De afstudeerprojecten van de toneelacademies komen er weer aan. Zoals al enkele jaren de gewoonte is, neemt theatermakershuis De Queeste uit Hasselt (België) iemand van de Regie Opleiding van Toneelacademie Maastricht onder de vleugels om zijn artistiek ei te kunnen uitbroeden. Dit jaar is dat Jan Jasper de Vries. Zijn Disco pigs belooft wat voor de toekomst.

Disco pigs van Enda Walsh uit 1996 is al vaak opgevoerd en scoorde hoog met de filmversie van Kirsten Sheridan uit 2001. Vooral de rauwheid en het brute geweld waren heftige ingrediënten. Het is het verhaal van twee tieners, geboren en opgegroeid aan de rand van de maatschappij. Zij willen niets te maken hebben met de mensen om hen heen. Jan Jasper de Vries heeft de protagonisten en hun leefwereld geactualiseerd.
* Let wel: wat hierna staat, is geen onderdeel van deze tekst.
//! Cross-context RTP packet channel
//!
//! The channel is created in the application's execution context before
//! negotiation finishes; the session hands it the ICE engines on
//! activation via a message to the channel's home task, so the engines
//! are only ever touched from one context after the hand-off. Closing is
//! asynchronous: transports go to the teardown coordinator, never severed
//! inline.

use crate::ice::{IceEngine, IceEngineEvent};
use crate::teardown::TeardownCoordinator;
use crate::types::{MediaType, PortReservation};
use bytes::Bytes;
use std::collections::VecDeque;
use std::sync::atomic::{AtomicBool, Ordering};
use std::sync::Arc;
use std::time::Duration;
use thiserror::Error;
use tokio::sync::{mpsc, Notify};
use tracing::{debug, warn};

/// Inactivity span after which a diagnostic is logged
const INACTIVITY_TIMEOUT: Duration = Duration::from_secs(5);

/// Channel errors
#[derive(Error, Debug, Clone)]
pub enum ChannelError {
    /// Transports not installed yet
    #[error("channel not active")]
    NotActive,

    /// Channel has been closed
    #[error("channel closed")]
    Closed,

    /// The underlying engine rejected the datagram
    #[error("transport error: {0}")]
    Ice(#[from] crate::ice::IceError),
}

/// One media datagram crossing the channel
#[derive(Debug, Clone, PartialEq, Eq)]
pub struct RtpPacket {
    /// Stream the packet belongs to
    pub media: MediaType,
    /// Component offset within the stream: 0 for RTP, 1 for RTCP
    pub port_offset: usize,
    /// Raw packet bytes
    pub payload: Bytes,
}

/// The engines and ports a session transfers on activation
pub struct TransportSet {
    /// Engines by media type, exactly one per surviving stream
    pub engines: Vec<(MediaType, Arc<dyn IceEngine>)>,
    /// Port reservation backing the engines, if any
    pub reservation: Option<PortReservation>,
}

impl std::fmt::Debug for TransportSet {
    fn fmt(&self, f: &mut std::fmt::Formatter<'_>) -> std::fmt::Result {
        f.debug_struct("TransportSet")
            .field(
                "media",
                &self.engines.iter().map(|(m, _)| *m).collect::<Vec<_>>(),
            )
            .field("reservation", &self.reservation)
            .finish()
    }
}

enum ChannelCommand {
    SetTransports(TransportSet),
    Shutdown,
}

struct ChannelShared {
    inbound: parking_lot::Mutex<VecDeque<RtpPacket>>,
    readers: Notify,
    activity: Notify,
    transports: tokio::sync::Mutex<Option<TransportSet>>,
    closed: AtomicBool,
}

/// Bidirectional packet interface over a session's activated transports
///
/// Create it in the context that will consume media; the home task it
/// spawns there receives the transports when the session activates.
pub struct RtpChannel {
    shared: Arc<ChannelShared>,
    cmd_tx: mpsc::UnboundedSender<ChannelCommand>,
}

impl RtpChannel {
    /// Create a channel homed on the current runtime context
    #[must_use]
    pub fn new() -> Self {
        let shared = Arc::new(ChannelShared {
            inbound: parking_lot::Mutex::new(VecDeque::new()),
            readers: Notify::new(),
            activity: Notify::new(),
            transports: tokio::sync::Mutex::new(None),
            closed: AtomicBool::new(false),
        });
        let (cmd_tx, cmd_rx) = mpsc::unbounded_channel();
        tokio::spawn(home_task(Arc::clone(&shared), cmd_rx));
        Self { shared, cmd_tx }
    }

    /// Hand the activated transports to the channel's home context.
    ///
    /// Called once, by the session, at activation. The transports are
    /// installed and wired up by the home task, not the caller.
    pub fn set_transports(&self, set: TransportSet) -> Result<(), ChannelError> {
        if self.shared.closed.load(Ordering::SeqCst) {
            return Err(ChannelError::Closed);
        }
        self.cmd_tx
            .send(ChannelCommand::SetTransports(set))
            .map_err(|_| ChannelError::Closed)
    }

    /// Whether transports have been installed
    pub async fn is_active(&self) -> bool {
        self.shared.transports.lock().await.is_some()
    }

    /// Receive the next inbound packet, waiting if none is queued
    pub async fn read(&self) -> Result<RtpPacket, ChannelError> {
        loop {
            let notified = self.shared.readers.notified();
            if let Some(packet) = self.shared.inbound.lock().pop_front() {
                return Ok(packet);
            }
            if self.shared.closed.load(Ordering::SeqCst) {
                return Err(ChannelError::Closed);
            }
            notified.await;
        }
    }

    /// Receive the next inbound packet without waiting
    #[must_use]
    pub fn try_read(&self) -> Option<RtpPacket> {
        self.shared.inbound.lock().pop_front()
    }

    /// Number of inbound packets waiting
    #[must_use]
    pub fn packets_available(&self) -> usize {
        self.shared.inbound.lock().len()
    }

    /// Send a packet on its stream's component
    pub async fn write(&self, packet: RtpPacket) -> Result<(), ChannelError> {
        if self.shared.closed.load(Ordering::SeqCst) {
            return Err(ChannelError::Closed);
        }
        let guard = self.shared.transports.lock().await;
        let set = guard.as_ref().ok_or(ChannelError::NotActive)?;
        let engine = set
            .engines
            .iter()
            .find(|(m, _)| *m == packet.media)
            .map(|(_, e)| e)
            .ok_or(ChannelError::NotActive)?;
        engine.write_datagram(packet.port_offset, packet.payload)?;
        Ok(())
    }

    /// Close the channel; transports are released in the background
    pub fn close(&self) {
        let _ = self.cmd_tx.send(ChannelCommand::Shutdown);
    }
}

impl Default for RtpChannel {
    fn default() -> Self {
        Self::new()
    }
}

impl Drop for RtpChannel {
    fn drop(&mut self) {
        let _ = self.cmd_tx.send(ChannelCommand::Shutdown);
    }
}

impl std::fmt::Debug for RtpChannel {
    fn fmt(&self, f: &mut std::fmt::Formatter<'_>) -> std::fmt::Result {
        f.debug_struct("RtpChannel")
            .field("closed", &self.shared.closed.load(Ordering::SeqCst))
            .finish_non_exhaustive()
    }
}

async fn home_task(
    shared: Arc<ChannelShared>,
    mut cmd_rx: mpsc::UnboundedReceiver<ChannelCommand>,
) {
    loop {
        match cmd_rx.recv().await {
            Some(ChannelCommand::SetTransports(set)) => {
                install_transports(&shared, set).await;
            }
            Some(ChannelCommand::Shutdown) | None => break,
        }
    }
    shared.closed.store(true, Ordering::SeqCst);
    shared.readers.notify_waiters();
    let taken = shared.transports.lock().await.take();
    if let Some(set) = taken {
        let engines = set.engines.into_iter().map(|(_, e)| e).collect();
        TeardownCoordinator::release(engines, set.reservation);
    }
}

async fn install_transports(shared: &Arc<ChannelShared>, set: TransportSet) {
    for (media, engine) in &set.engines {
        tokio::spawn(forward_inbound(
            Arc::clone(shared),
            *media,
            Arc::clone(engine),
        ));
    }
    tokio::spawn(watch_inactivity(Arc::clone(shared)));
    debug!(streams = set.engines.len(), "transports installed");
    *shared.transports.lock().await = Some(set);
}

/// Pump one engine's received datagrams into the shared inbound queue.
async fn forward_inbound(shared: Arc<ChannelShared>, media: MediaType, engine: Arc<dyn IceEngine>) {
    let mut events = engine.subscribe();
    loop {
        if shared.closed.load(Ordering::SeqCst) {
            return;
        }
        match events.recv().await {
            Ok(IceEngineEvent::DatagramReady { component }) => {
                let mut drained = 0usize;
                while let Some(payload) = engine.read_datagram(component) {
                    shared.inbound.lock().push_back(RtpPacket {
                        media,
                        port_offset: component,
                        payload,
                    });
                    drained += 1;
                }
                if drained > 0 {
                    shared.readers.notify_waiters();
                    if component == 0 {
                        shared.activity.notify_waiters();
                    }
                }
            }
            Ok(IceEngineEvent::Stopped) | Err(tokio::sync::broadcast::error::RecvError::Closed) => {
                return;
            }
            Ok(_) | Err(tokio::sync::broadcast::error::RecvError::Lagged(_)) => {}
        }
    }
}

/// Diagnostic timer: logs when no RTP arrives for a while. Restarts on
/// every inbound packet; purely informational.
async fn watch_inactivity(shared: Arc<ChannelShared>) {
    loop {
        if shared.closed.load(Ordering::SeqCst) {
            return;
        }
        let activity = shared.activity.notified();
        if tokio::time::timeout(INACTIVITY_TIMEOUT, activity)
            .await
            .is_err()
        {
            warn!(
                timeout_secs = INACTIVITY_TIMEOUT.as_secs(),
                "no inbound RTP within the inactivity window"
            );
        }
    }
}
Sam en Luca zijn soulmates van nu, anno 2014. Ze spreken duidelijk verstaanbaar Algemeen Beschaafd Nederlands, met heel wat jongerentaalwoorden van nu, ze begeven zich in het uitgaanswereldje van evenementen, Red Bulls, gin en cocktails, ze kankeren op de ‘oppervlakkige facebookprofielen’. De wereld is voor hen een ‘challenge’, onder het motto: ‘Wat niet gaat, bestaat niet’.

Ze zijn in 1997 bijna tegelijkertijd geboren, ze vertellen er zeer plastisch over. Nu zijn ze zeventien. Ze houden hun verhaal, ze spelen hun flashbacks, ze spugen op de omringende wereld van leeftijdsgenoten en hun ouders, ze geven commentaar op elkaar. In een verbaal heftige taal (in een spetterende vertaling en bewerking van Jeroen Olyslaegers en bewerking van Jan Jasper de Vries zelf) spuien ze op alles en nog wat, dagen ze elkaar uit, vormen ze een onafscheidelijk duo, Zwijn en Zeug. Het is een paar dat zijn inwendige agressie alle kanten op kan laten spuiten in hun zoektocht naar een onbestendige, toekomstige eigen wereld, naar het ‘land van tomorrow’. Ze zoeken ‘naar de kleur van de liefde’ en belanden bij de zee.

Zwijn en Zeug genieten er met volle teugen van, maar vooral Zwijn zal ten prooi vallen aan zijn hevige emoties van jaloezie. Bart Harder en Joke Emmers vertolken hun personages heftig, verbaal én fysiek. Maar het blijft gestileerd. Zwijn is een vreselijke macho, maar met stijl. Ook Zeug gaat voluit, maar dartelt tevens over het toneel. Hun spel wordt geen eendimensionale uitbeelding van geweld. Hun ruwheid en rauwheid worden niet expliciet en eenduidig op de scène tentoongesteld. De twee geven heel direct de aanzet tot het openbarsten van hun driften en laten het dan over aan de toeschouwer om het plaatje compleet te maken. Ze weten hun spel te voltooien in suggestieve beelden. Ze vertolken hun personage en tegelijkertijd vertellen ze over hun personage. We zien ze agressief bezig, en we krijgen een inkijk in hun gedachtenwereld, hun emoties.

Net zo complementair als hun spel is ook de ruimte waarin ze vertoeven. Een rek vol ginflessen en een glazen (dans)kooi tegen een groenachtige wand. In de loop van het stuk worden er bewegende beelden geprojecteerd, abstracte vormen en vlakken die in en door elkaar vloeien. Het affiche van de productie is een indringende en intrigerende foto van Roger Ballen, van freaky marginalen die in een opvangcentrum voor vogels verblijven. Op het eerste zicht heel realistisch, maar dan ontdek je suggestieve details die het verhaal net dat stukje extra dimensie geven. Die wereld suggereert het toneelbeeld hier ook en die sfeer wordt nog verscherpt met de ijle en donkere klanken, die soms uit het niets te horen zijn, en met de wendingen van het licht na stiltes.

Met deze genuanceerde én pittige regie laat Jan Jasper de Vries zien dat hij heel wat in petto heeft. Ik hoop dat het een naam wordt die we nog vaak in het theater zullen horen klinken, en dat hij dan ook over even goede spelers kan beschikken als nu.